Given records —
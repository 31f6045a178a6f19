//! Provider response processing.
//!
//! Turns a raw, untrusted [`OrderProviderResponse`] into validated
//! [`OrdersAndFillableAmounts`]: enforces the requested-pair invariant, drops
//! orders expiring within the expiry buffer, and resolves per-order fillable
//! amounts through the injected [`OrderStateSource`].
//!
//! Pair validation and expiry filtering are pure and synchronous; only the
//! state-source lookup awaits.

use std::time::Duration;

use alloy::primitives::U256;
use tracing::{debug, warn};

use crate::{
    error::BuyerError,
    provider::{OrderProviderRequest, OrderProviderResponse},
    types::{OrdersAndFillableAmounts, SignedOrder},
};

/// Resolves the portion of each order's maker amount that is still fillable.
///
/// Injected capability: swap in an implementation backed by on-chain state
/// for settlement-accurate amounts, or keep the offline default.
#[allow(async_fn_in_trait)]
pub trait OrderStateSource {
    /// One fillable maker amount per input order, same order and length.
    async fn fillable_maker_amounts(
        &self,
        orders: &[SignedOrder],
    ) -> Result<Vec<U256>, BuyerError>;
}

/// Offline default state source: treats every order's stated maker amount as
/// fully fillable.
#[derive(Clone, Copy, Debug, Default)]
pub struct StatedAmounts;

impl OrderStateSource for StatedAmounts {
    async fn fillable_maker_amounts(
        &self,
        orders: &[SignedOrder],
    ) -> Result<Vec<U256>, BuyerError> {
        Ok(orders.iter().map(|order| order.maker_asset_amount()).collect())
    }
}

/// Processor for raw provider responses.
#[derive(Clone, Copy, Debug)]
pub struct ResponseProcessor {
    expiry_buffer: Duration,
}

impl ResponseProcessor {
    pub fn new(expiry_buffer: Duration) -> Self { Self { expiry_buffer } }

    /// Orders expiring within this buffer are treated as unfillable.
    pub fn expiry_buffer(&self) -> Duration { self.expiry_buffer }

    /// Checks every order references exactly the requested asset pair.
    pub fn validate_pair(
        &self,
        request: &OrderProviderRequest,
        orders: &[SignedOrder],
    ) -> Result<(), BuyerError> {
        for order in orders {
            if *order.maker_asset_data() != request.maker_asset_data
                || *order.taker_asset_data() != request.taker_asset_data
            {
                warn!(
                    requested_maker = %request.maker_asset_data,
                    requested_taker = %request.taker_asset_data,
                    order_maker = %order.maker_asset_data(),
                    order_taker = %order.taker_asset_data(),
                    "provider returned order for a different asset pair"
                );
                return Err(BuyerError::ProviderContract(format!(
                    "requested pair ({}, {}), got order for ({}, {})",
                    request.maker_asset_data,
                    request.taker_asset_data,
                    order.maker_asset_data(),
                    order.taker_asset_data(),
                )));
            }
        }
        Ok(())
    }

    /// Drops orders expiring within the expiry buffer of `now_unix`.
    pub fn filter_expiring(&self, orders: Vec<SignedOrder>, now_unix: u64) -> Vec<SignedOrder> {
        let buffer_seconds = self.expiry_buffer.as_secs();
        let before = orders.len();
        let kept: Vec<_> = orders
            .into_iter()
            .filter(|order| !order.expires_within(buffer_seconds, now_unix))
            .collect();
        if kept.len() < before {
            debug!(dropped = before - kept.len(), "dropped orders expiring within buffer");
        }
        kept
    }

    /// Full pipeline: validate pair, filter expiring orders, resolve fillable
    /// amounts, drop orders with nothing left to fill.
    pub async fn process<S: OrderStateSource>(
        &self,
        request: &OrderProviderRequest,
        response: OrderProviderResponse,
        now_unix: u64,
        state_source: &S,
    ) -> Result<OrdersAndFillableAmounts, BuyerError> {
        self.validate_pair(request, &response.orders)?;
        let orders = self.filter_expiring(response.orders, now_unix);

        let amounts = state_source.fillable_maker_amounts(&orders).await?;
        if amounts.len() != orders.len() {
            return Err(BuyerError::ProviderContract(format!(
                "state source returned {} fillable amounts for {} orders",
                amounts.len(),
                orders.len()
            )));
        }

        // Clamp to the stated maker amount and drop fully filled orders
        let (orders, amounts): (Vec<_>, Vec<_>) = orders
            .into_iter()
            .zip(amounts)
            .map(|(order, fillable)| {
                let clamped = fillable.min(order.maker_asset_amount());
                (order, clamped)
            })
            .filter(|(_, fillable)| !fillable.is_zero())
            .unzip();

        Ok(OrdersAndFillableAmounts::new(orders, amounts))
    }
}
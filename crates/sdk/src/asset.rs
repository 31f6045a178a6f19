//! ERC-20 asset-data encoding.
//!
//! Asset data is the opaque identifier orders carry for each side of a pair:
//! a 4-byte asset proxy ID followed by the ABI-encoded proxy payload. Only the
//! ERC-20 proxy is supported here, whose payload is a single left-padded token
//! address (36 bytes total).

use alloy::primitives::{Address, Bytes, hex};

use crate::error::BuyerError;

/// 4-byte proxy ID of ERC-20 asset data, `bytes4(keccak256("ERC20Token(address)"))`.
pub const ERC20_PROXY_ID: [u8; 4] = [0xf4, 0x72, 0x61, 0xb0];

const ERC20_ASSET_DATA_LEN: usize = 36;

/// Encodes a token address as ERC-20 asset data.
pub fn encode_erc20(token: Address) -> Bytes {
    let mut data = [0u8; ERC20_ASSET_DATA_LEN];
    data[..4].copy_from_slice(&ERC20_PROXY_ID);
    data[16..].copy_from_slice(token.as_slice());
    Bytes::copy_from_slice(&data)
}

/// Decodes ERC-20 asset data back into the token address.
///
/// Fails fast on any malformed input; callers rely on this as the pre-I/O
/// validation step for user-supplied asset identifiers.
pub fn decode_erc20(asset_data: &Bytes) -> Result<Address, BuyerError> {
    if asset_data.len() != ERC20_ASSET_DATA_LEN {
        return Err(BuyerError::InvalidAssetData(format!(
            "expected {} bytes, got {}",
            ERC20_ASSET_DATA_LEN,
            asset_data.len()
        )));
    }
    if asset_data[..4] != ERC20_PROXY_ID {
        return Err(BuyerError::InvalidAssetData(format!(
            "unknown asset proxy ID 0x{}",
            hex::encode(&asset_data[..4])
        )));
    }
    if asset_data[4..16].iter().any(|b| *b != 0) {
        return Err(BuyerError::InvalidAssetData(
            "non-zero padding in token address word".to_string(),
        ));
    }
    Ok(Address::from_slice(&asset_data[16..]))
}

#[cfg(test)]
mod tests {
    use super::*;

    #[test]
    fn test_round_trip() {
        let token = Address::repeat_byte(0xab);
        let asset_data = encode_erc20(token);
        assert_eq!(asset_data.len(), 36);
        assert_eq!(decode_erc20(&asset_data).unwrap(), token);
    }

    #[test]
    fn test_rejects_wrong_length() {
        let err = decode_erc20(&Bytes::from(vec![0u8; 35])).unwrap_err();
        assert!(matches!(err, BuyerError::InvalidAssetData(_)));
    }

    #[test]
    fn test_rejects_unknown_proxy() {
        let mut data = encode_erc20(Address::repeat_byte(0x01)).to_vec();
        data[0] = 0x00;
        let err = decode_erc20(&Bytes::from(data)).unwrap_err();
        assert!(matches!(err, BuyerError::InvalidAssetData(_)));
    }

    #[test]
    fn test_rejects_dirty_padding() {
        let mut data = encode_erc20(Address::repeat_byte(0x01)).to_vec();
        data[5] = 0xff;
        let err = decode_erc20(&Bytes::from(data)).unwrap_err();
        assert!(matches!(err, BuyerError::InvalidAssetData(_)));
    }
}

Exercise aim — Would you return each line of the material above, unchanged, from the first one through the line where "#[allow(async_fn_in_trait)]" appears?

Answer to this task —
repository 31f6045a178a6f19
//! Provider response processing.
//!
//! Turns a raw, untrusted [`OrderProviderResponse`] into validated
//! [`OrdersAndFillableAmounts`]: enforces the requested-pair invariant, drops
//! orders expiring within the expiry buffer, and resolves per-order fillable
//! amounts through the injected [`OrderStateSource`].
//!
//! Pair validation and expiry filtering are pure and synchronous; only the
//! state-source lookup awaits.

use std::time::Duration;

use alloy::primitives::U256;
use tracing::{debug, warn};

use crate::{
    error::BuyerError,
    provider::{OrderProviderRequest, OrderProviderResponse},
    types::{OrdersAndFillableAmounts, SignedOrder},
};

/// Resolves the portion of each order's maker amount that is still fillable.
///
/// Injected capability: swap in an implementation backed by on-chain state
/// for settlement-accurate amounts, or keep the offline default.
#[allow(async_fn_in_trait)]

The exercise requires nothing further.